Второй способ – перераспределение общеэкономических доходов в пользу конечных потребителей. Именно на этой идее построено все кейнсианство. Однако, как показал опыт, у этой модели есть ограничения, описание которых выходит за рамки этой краткой заметки (см. теорию кризиса).
Но есть и третий способ. У него есть серьёзный недостаток – рост потребления сегодня ведёт к падению его в будущем, однако в рамках либерального капиталистического государства на такие мелочи обычно не обращают внимания. Суть его – в использовании завтрашнего спроса уже сегодня.
Отметим, что учёт будущего спроса есть всегда. Когда фермер выращивает пшеницу, он не знает, будет ли она использована в следующем году или позднее, но уж точно не в тот момент, когда он собирает урожай. Вопрос только, насколько далеко в будущее при этом можно безнаказанно забираться. А ведь именно этот способ использовался на Западе (а потом – и у нас) с начала 80-х годов, при нём рост экономики проходил за счёт постоянного увеличения временного интервала, на котором учитывается конечный спрос.
Технически он состоял в том, что гражданам стали выдавать кредиты на текущее потребление (чего до того практически не делали), в результате их текущий спрос начал резко расти. При этом, скажем, в США с начала 80-х реально располагаемые доходы домохозяйств (точнее, их покупательная способность) в среднем не росли – они как были после кризиса 70-х годов на уровне начала 60-х, так и остались.
В результате формальный ВВП США все эти годы рос– при, как уже было сказано, фиксированных доходах конечных потребителей. Правда, выросли и расходы государства, но они, как и полагается в рамках либеральной экономической политики, составляют незначительную часть общего ВВП. Но наращивать долги больше нельзя – а ведь они составляют львиную долю активов финансовой системы. Более того, эта система по неизвестной причине экстраполировала рост расходов домохозяйств в будущее на фактически неограниченный срок, и под этот фиктивный спрос выпускала новые активы, напрочь забыв, что этот спрос уже учтён в долгах домохозяйств. В результате – текущий кризис.
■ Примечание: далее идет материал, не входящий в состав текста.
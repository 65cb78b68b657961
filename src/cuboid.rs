//! Static cuboid geometry.
//!
//! Every cuboid shares one template: 8 corner offsets in {-1, 1}³ and 6 quad
//! faces given as indices into that corner table. An instance is the template
//! scaled by the half-extent and translated to its center, computed once at
//! construction. Cuboids never move afterwards.

use crate::colors::{self, Color};
use crate::config::{CUBOID_HALF_EXTENT, SCENE_CUBOIDS};
use crate::math::Vec3;

pub const NUM_VERTICES: usize = 8;
pub const NUM_FACES: usize = 6;

/// A quad face as four indices into a cuboid's vertex table, in winding order.
pub type Face = [usize; 4];

pub const TEMPLATE_VERTICES: [Vec3; NUM_VERTICES] = [
    Vec3::new(-1.0, -1.0, -1.0),
    Vec3::new(1.0, -1.0, -1.0),
    Vec3::new(1.0, 1.0, -1.0),
    Vec3::new(-1.0, 1.0, -1.0),
    Vec3::new(-1.0, -1.0, 1.0),
    Vec3::new(1.0, -1.0, 1.0),
    Vec3::new(1.0, 1.0, 1.0),
    Vec3::new(-1.0, 1.0, 1.0),
];

pub const FACES: [Face; NUM_FACES] = [
    // -Z
    [0, 1, 2, 3],
    // +Z
    [4, 5, 6, 7],
    // -Y
    [0, 1, 5, 4],
    // +Y
    [2, 3, 7, 6],
    // -X
    [0, 3, 7, 4],
    // +X
    [1, 2, 6, 5],
];

/// One color per entry of [`FACES`].
pub const FACE_COLORS: [Color; NUM_FACES] = [
    colors::BLUE,
    colors::RED,
    colors::WHITE,
    colors::YELLOW,
    colors::GREEN,
    colors::ORANGE,
];

#[derive(Clone, Debug, PartialEq)]
pub struct Cuboid {
    center: Vec3,
    vertices: [Vec3; NUM_VERTICES],
}

impl Cuboid {
    /// Builds a cuboid centered at `center` with the default half-extent.
    pub fn new(center: Vec3) -> Self {
        Self::with_half_extent(center, CUBOID_HALF_EXTENT)
    }

    pub fn with_half_extent(center: Vec3, half_extent: f32) -> Self {
        let vertices = TEMPLATE_VERTICES.map(|offset| center + offset * half_extent);
        Self { center, vertices }
    }

    pub fn center(&self) -> Vec3 {
        self.center
    }

    /// World-space corners, in template order.
    pub fn vertices(&self) -> &[Vec3; NUM_VERTICES] {
        &self.vertices
    }

    pub fn faces(&self) -> &'static [Face; NUM_FACES] {
        &FACES
    }

    pub fn face_colors(&self) -> &'static [Color; NUM_FACES] {
        &FACE_COLORS
    }
}

/// The demo scene: a 3×3×3 lattice of cuboids two units apart, centered on
/// the origin. Listed plane by plane (z = 0, -2, 2), then row by row.
pub fn lattice_scene(half_extent: f32) -> Vec<Cuboid> {
    const STEPS: [f32; 3] = [0.0, -2.0, 2.0];

    let mut cuboids = Vec::with_capacity(SCENE_CUBOIDS);
    for z in STEPS {
        for y in STEPS {
            for x in STEPS {
                cuboids.push(Cuboid::with_half_extent(Vec3::new(x, y, z), half_extent));
            }
        }
    }
    tracing::debug!(count = cuboids.len(), "built lattice scene");
    cuboids
}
Обсуждение его последствий уже не входит в содержание настоящей заметки, но общий смысл её можно повторить в нескольких тезисах.
— Цель любых продаж – продлить цепочку спрос до потребления конечным потребителем. Если конечного спроса нет – не будет и промежуточного;
— Конечный потребитель – этот тот, кто покупает товар (услугу) для собственного потребления, не с целью перепродажи;
— Общий объём товаров и услуг (в денежном выражении), который поступает на рынок, ограничен конечным спросом и интервалом времени, на котором он учитывается. Кризис последних лет вызван тем, что финансовые структуры попытались учесть слишком «далёкий» спрос. Как говорил один из современных американских политиков, «мы уже съели наш спрос на два поколения вперёд»;
— Естественное сокращение как текущего конечного спроса, так и интервала времени, на котором он учитывается на рынке, неминуемо вызовет сокращение мирового ВВП, поскольку по своей сути, ВВП (добавленная стоимость) и выражает перераспределённый конечный спрос.